[Start of section]
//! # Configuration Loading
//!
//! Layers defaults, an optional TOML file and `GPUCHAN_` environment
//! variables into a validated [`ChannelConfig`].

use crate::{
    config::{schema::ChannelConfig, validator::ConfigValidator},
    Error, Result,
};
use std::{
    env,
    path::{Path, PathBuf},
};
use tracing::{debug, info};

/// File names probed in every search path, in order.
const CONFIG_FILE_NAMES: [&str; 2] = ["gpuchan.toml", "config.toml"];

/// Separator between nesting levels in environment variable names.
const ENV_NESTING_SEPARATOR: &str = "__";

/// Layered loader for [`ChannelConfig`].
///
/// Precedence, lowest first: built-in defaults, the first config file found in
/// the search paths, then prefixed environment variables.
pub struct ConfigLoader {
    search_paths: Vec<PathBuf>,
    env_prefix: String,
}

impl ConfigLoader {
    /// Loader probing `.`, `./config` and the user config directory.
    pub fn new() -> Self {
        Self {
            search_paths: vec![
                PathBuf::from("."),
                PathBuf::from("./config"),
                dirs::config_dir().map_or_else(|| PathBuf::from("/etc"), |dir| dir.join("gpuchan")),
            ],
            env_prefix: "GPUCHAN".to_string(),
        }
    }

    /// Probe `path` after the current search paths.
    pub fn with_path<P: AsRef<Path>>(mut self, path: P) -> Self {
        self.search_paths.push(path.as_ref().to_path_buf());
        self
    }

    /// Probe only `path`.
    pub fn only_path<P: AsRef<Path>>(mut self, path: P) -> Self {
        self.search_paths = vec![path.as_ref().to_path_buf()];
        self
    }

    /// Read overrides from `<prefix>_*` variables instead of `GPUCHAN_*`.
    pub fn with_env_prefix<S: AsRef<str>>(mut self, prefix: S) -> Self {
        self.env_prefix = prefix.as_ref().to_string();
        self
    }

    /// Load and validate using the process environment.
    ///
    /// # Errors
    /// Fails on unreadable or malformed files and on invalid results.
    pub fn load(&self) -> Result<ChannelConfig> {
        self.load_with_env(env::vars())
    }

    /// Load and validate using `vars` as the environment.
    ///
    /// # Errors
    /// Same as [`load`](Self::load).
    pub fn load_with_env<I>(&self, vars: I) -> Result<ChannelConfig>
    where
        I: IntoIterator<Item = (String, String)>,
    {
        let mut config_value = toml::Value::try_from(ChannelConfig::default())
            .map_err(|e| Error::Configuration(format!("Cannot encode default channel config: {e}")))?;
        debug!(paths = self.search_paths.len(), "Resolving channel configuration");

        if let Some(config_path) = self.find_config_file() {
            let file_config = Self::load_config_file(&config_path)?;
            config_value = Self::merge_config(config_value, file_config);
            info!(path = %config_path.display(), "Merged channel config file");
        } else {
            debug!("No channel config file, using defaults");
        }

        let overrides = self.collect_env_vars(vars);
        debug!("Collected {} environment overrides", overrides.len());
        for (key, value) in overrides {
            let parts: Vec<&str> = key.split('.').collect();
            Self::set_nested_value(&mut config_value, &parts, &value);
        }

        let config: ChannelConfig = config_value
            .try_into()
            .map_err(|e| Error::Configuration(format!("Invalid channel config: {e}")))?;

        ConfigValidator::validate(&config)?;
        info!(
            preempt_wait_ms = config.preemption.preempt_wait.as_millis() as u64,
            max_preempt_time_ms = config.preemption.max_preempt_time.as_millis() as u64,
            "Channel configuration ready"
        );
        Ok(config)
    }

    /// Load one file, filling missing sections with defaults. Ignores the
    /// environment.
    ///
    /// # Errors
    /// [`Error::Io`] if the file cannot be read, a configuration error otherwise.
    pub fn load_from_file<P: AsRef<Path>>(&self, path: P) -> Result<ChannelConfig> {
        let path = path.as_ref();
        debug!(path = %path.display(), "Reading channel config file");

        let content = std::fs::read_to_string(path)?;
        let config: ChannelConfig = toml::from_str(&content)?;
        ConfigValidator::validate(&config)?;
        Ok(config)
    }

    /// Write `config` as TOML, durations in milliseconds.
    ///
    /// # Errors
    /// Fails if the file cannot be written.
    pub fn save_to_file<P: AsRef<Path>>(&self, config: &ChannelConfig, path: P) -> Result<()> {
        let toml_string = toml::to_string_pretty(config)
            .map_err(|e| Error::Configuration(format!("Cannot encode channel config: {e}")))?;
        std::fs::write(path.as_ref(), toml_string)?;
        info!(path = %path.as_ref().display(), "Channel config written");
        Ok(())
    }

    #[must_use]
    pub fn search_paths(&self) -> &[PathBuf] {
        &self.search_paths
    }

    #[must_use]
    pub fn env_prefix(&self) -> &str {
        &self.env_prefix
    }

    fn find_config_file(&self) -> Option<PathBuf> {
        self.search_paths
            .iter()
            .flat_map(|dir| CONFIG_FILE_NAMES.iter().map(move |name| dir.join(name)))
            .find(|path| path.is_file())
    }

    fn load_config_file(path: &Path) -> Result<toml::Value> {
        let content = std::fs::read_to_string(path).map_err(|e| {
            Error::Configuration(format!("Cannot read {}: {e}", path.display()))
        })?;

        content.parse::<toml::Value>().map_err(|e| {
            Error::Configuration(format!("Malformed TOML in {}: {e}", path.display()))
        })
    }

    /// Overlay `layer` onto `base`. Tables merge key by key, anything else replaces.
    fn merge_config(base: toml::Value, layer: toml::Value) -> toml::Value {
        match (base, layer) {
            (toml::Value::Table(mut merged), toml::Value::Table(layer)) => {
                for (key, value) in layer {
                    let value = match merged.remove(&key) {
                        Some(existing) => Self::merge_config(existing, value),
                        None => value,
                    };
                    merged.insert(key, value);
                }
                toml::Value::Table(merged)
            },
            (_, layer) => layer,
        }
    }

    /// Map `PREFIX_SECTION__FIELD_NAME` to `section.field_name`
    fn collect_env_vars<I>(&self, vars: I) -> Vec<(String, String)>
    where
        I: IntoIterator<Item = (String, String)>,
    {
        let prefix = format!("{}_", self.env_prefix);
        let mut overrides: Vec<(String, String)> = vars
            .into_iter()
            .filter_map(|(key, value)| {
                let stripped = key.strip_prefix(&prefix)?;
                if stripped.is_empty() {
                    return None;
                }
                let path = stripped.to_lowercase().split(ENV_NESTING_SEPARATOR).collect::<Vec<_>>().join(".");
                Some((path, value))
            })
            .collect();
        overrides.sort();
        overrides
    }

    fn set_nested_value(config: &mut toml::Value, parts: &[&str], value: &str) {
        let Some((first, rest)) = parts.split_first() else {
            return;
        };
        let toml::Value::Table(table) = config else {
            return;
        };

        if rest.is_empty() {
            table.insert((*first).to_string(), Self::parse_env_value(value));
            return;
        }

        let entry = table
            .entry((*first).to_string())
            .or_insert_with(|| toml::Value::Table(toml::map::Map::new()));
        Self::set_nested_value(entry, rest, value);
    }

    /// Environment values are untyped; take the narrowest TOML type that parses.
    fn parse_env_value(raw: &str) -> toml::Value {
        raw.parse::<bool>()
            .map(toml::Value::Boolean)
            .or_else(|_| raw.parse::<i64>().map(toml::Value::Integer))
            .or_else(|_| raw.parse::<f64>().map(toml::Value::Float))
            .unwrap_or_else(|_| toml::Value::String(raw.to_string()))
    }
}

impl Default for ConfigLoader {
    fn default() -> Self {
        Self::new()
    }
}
[End of section]
Scan the data for the word "parts" and copy every line where it shows up.

Response:
            let parts: Vec<&str> = key.split('.').collect();
            Self::set_nested_value(&mut config_value, &parts, &value);
    fn set_nested_value(config: &mut toml::Value, parts: &[&str], value: &str) {
        let Some((first, rest)) = parts.split_first() else {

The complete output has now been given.